Salford landlord fined £20,000 for unsafe property

A Salford landlord who repeatedly let out an unsafe house has been fined £20,000 by magistrates.

Housing officers from Salford City Council found fire doors were not up to standard and the fire alarm and detection systems and escape routes were still unsafe three years after the owner was ordered to do the work..

Despite an emergency order banning the landlord Mr Demetirous Georgiou from renting out the property until it had been made safe, housing standards officers found every flat had been let.

Mr Georgiou of George Street South, Salford and Woodlands Avenue, Whitefield, was convicted of two offences: failing to comply with an Improvement Notice and breaching an Emergency Prohibition order.

He failed to attend Manchester and Salford magistrates court and the case was proved in his absence on Tuesday 28 June. In addition to the fine, magistrates ordered him to pay £4,700 in costs and a £181 victim surcharge.

The court heard that the three-storey building at George Street South, Salford had been converted into five self-contained one-bedroomed flats, each with a kitchen and bathroom and a further ground floor flat without a bathroom. The basement had also been converted into a separate flat with its own entrance.

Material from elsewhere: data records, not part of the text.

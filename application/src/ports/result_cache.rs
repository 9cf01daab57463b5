//! Result cache port

use async_trait::async_trait;
use std::time::Duration;
use wallbounce_domain::{ConsensusResult, Fingerprint};

/// Fingerprint → consensus result store with per-entry TTL.
///
/// Implementations must never return an entry past its TTL. Writes for the
/// same fingerprint carry the same value, so racing writers need no
/// coordination beyond an atomic put.
#[async_trait]
pub trait ResultCache: Send + Sync {
    async fn get(&self, key: &Fingerprint) -> Option<ConsensusResult>;

    async fn set(&self, key: Fingerprint, value: ConsensusResult, ttl: Duration);
}

/// Cache that stores nothing
pub struct NoCache;

#[async_trait]
impl ResultCache for NoCache {
    async fn get(&self, _key: &Fingerprint) -> Option<ConsensusResult> {
        None
    }

    async fn set(&self, _key: Fingerprint, _value: ConsensusResult, _ttl: Duration) {}
}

The property was added to a list of pro-active inspections and a housing standards officer from Salford City Council visited in May 2016. She was concerned about a lack of fire detection equipment in one of the flats and secured a warrant to gain access to all the flats.

That inspection revealed inadequate fire detection and protection and that the gas and electricity meters had been bypassed. British Gas and Electricity North West removed both meters leaving the whole building without power for cooking, hot water and lighting.

Mr Georgiou was served with an emergency prohibition order preventing him from letting the flats until the electricity supply was reinstated and a report submitted to show it was safe. He was also ordered to bring the fire alarm system and fire doors up to standard.

A suspended improvement notice was also served for work to be done once the emergency work was complete. This required Mr Georgiou to provide heating, lighting and hot water in the property, move the gas and electricity meters to a more suitable location and repair the handrail and balustrade on the first floor landing for safety reasons.

The property was checked in August 2016. Mr Georgiou had restored the electricity supply legitimately and was living in the basement flat. The rest of the house was empty, but the gas supply had not been restored.

Another check in March 2017 found Mr Georgiou had relet the flats without carrying out the required work. The new electricity meter had been used to set up private meters to serve the flats. All the meters were removed and the tenants re-housed.

The property was monitored and in December 2019 was inspected again. All the flats had been recently re-let but the fire safety work had not been carried out and none of the work required in the improvement notice had been completed.

Every fire door or door frame was either damaged leaving large gaps or was poorly maintained. Escape routes were hampered by a fridge, chair, paint cans and a cardboard box and the fire alarm panel showed faults in two zones. The electricity meter was now legitimate but Mr Georgiou had not provided the safety certification required. Tenants were unaware of the emergency prohibition order.

Mr Georgiou was twice invited for interview in January 2020 to explain the breach of the emergency order but failed to attend.

Speaking after the case Deputy City Mayor and lead member for housing, Councillor Tracey Kelly said the council will continue to monitor the property and would not hesitate to take further action if it was re-let without the work being completed.

“Fire safety systems are there to protect tenants’ lives. Landlords cannot ignore that and put people at risk,” she said.